A review by tomasthanes
The Kaiju Preservation Society by John Scalzi


I think my first response to the title of this book is to equate "Kaiju" with the creatures in the "Pacific Rim" movies which is probably not a stretch. You leave our Earth for a parallel "Kaiju Earth" through a portal created by vast amounts of energy and radiation. Once there, it's like every predator is cranked up to 11 on methamphetamine.

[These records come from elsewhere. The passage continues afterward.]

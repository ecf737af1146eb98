use std::collections::BTreeMap;

use ndarray::Array2;
use tracing::debug;

use crate::assignment;
use crate::config::TrackerConfig;
use crate::error::Error;
use crate::{Detection, Track, Tracking};

/// Frame-to-frame tracker matching detections to tracks by IoU with an optimal assignment
#[derive(Debug)]
pub struct IouTracker {
    config: TrackerConfig,
    tracks: BTreeMap<u32, Track>,
    next_id: u32,
    deleted: Vec<u32>,
}

impl IouTracker {
    pub fn new(config: TrackerConfig) -> Self {
        Self {
            config,
            tracks: BTreeMap::new(),
            next_id: 1,
            deleted: Vec::new(),
        }
    }

    #[inline]
    pub fn config(&self) -> &TrackerConfig {
        &self.config
    }

    /// Every live track, confirmed or not, in id order
    #[inline]
    pub fn tracks(&self) -> impl Iterator<Item = &Track> {
        self.tracks.values()
    }

    #[inline]
    pub fn get(&self, track_id: u32) -> Option<&Track> {
        self.tracks.get(&track_id)
    }

    #[inline]
    pub fn len(&self) -> usize {
        self.tracks.len()
    }

    #[inline]
    pub fn is_empty(&self) -> bool {
        self.tracks.is_empty()
    }

    fn spawn(&mut self, det: &Detection) {
        let id = self.next_id;
        self.next_id += 1;

        debug!("track {} created (class {})", id, det.class);
        self.tracks.insert(id, Track::new(id, det));
    }

    fn remove_expired(&mut self) {
        let max_age = self.config.max_age;
        let deleted = &mut self.deleted;

        self.tracks.retain(|&id, t| {
            if t.age > max_age {
                debug!("track {} deleted after {} missed frames", id, t.age);
                deleted.push(id);
                false
            } else {
                true
            }
        });
    }

    fn active(&self) -> BTreeMap<u32, Track> {
        self.tracks
            .iter()
            .filter(|(_, t)| t.active)
            .map(|(&id, t)| (id, t.clone()))
            .collect()
    }
}

impl Tracking for IouTracker {
    fn update(&mut self, detections: &[Detection]) -> Result<BTreeMap<u32, Track>, Error> {
        // the first frame seeds the table; nothing is confirmed yet
        if self.tracks.is_empty() {
            for det in detections {
                self.spawn(det);
            }

            return Ok(self.active());
        }

        if detections.is_empty() {
            for t in self.tracks.values_mut() {
                t.miss();
            }

            self.remove_expired();
            return Ok(self.active());
        }

        let ids: Vec<u32> = self.tracks.keys().copied().collect();
        let boxes: Vec<_> = self.tracks.values().map(|t| t.bbox).collect();

        let costs = Array2::from_shape_fn((ids.len(), detections.len()), |(i, j)| {
            1.0 - boxes[i].iou(&detections[j].bbox)
        });

        let max_cost = 1.0 - self.config.iou_threshold;
        let min_hits = self.config.min_hits;

        let mut track_matched = vec![false; ids.len()];
        let mut det_matched = vec![false; detections.len()];

        for (i, j) in assignment::solve(&costs)? {
            if costs[[i, j]] > max_cost {
                continue;
            }

            if let Some(track) = self.tracks.get_mut(&ids[i]) {
                let was_active = track.active;
                track.hit(&detections[j], min_hits);

                if track.active && !was_active {
                    debug!("track {} confirmed after {} hits", track.track_id, track.hits);
                }

                track_matched[i] = true;
                det_matched[j] = true;
            }
        }

        for (det, _) in detections
            .iter()
            .zip(det_matched.iter())
            .filter(|(_, &matched)| !matched)
        {
            self.spawn(det);
        }

        for (id, _) in ids
            .iter()
            .zip(track_matched.iter())
            .filter(|(_, &matched)| !matched)
        {
            if let Some(track) = self.tracks.get_mut(id) {
                track.miss();
            }
        }

        self.remove_expired();

        Ok(self.active())
    }

    fn drain_deleted(&mut self) -> Vec<u32> {
        std::mem::take(&mut self.deleted)
    }
}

It was a good story (good enough that I wish there were a sequel but the author is successful enough (for obvious reasons) that he can write whatever he wants to - I'll read it). The characters are plausible. The protagonist, Jamie Gray, is unassuming enough at the beginning ("I lift things") but by the time that you're at the end of the book, he's competent in many different areas. It's interesting that as he goes to work for the Kaiju Preservation Society, they never really tell him the full story until he's standing there on "Kaiju Earth" seeing these huge mountains of creatures (because just saying it out loud would not be enough - you have to see in order to believe).

Lots of nice little references to other parts of Sci-Fi and technology (Neal Stephenson's "Snow Crash"), crawling inside of a tauntaun on Hoth to survive the cold, copying movie files from storage brought with you to the "community Plex server", etc.). Lots of Japanese words (an homage to the original Godzilla). Lots of the story revolved around pheromones (which made lots of scents).

Biological nuclear reactors. Well, why not?

The Kaiju were a nice ecosystem of themselves and their parasites (which both fed near the kaiju as well as being part of the aeration/cooling system for the kaiju).

The author made a huge point of saying that the biology of the kaiju was very different from creatures on our Earth yet the reproduction seemed similar. A male kaiju impregnating a female kaiju who began laying millions of fertilized eggs in a nutrient-dense natal jelly (all words directly from the book but in a different order). That didn't seem very different.

I also liked the Ancient and Sacred Orders made up on the spot to celebrate someone's exceptional act.

Oh, and it realistically referenced the COVID-19 pandemic, masks and all.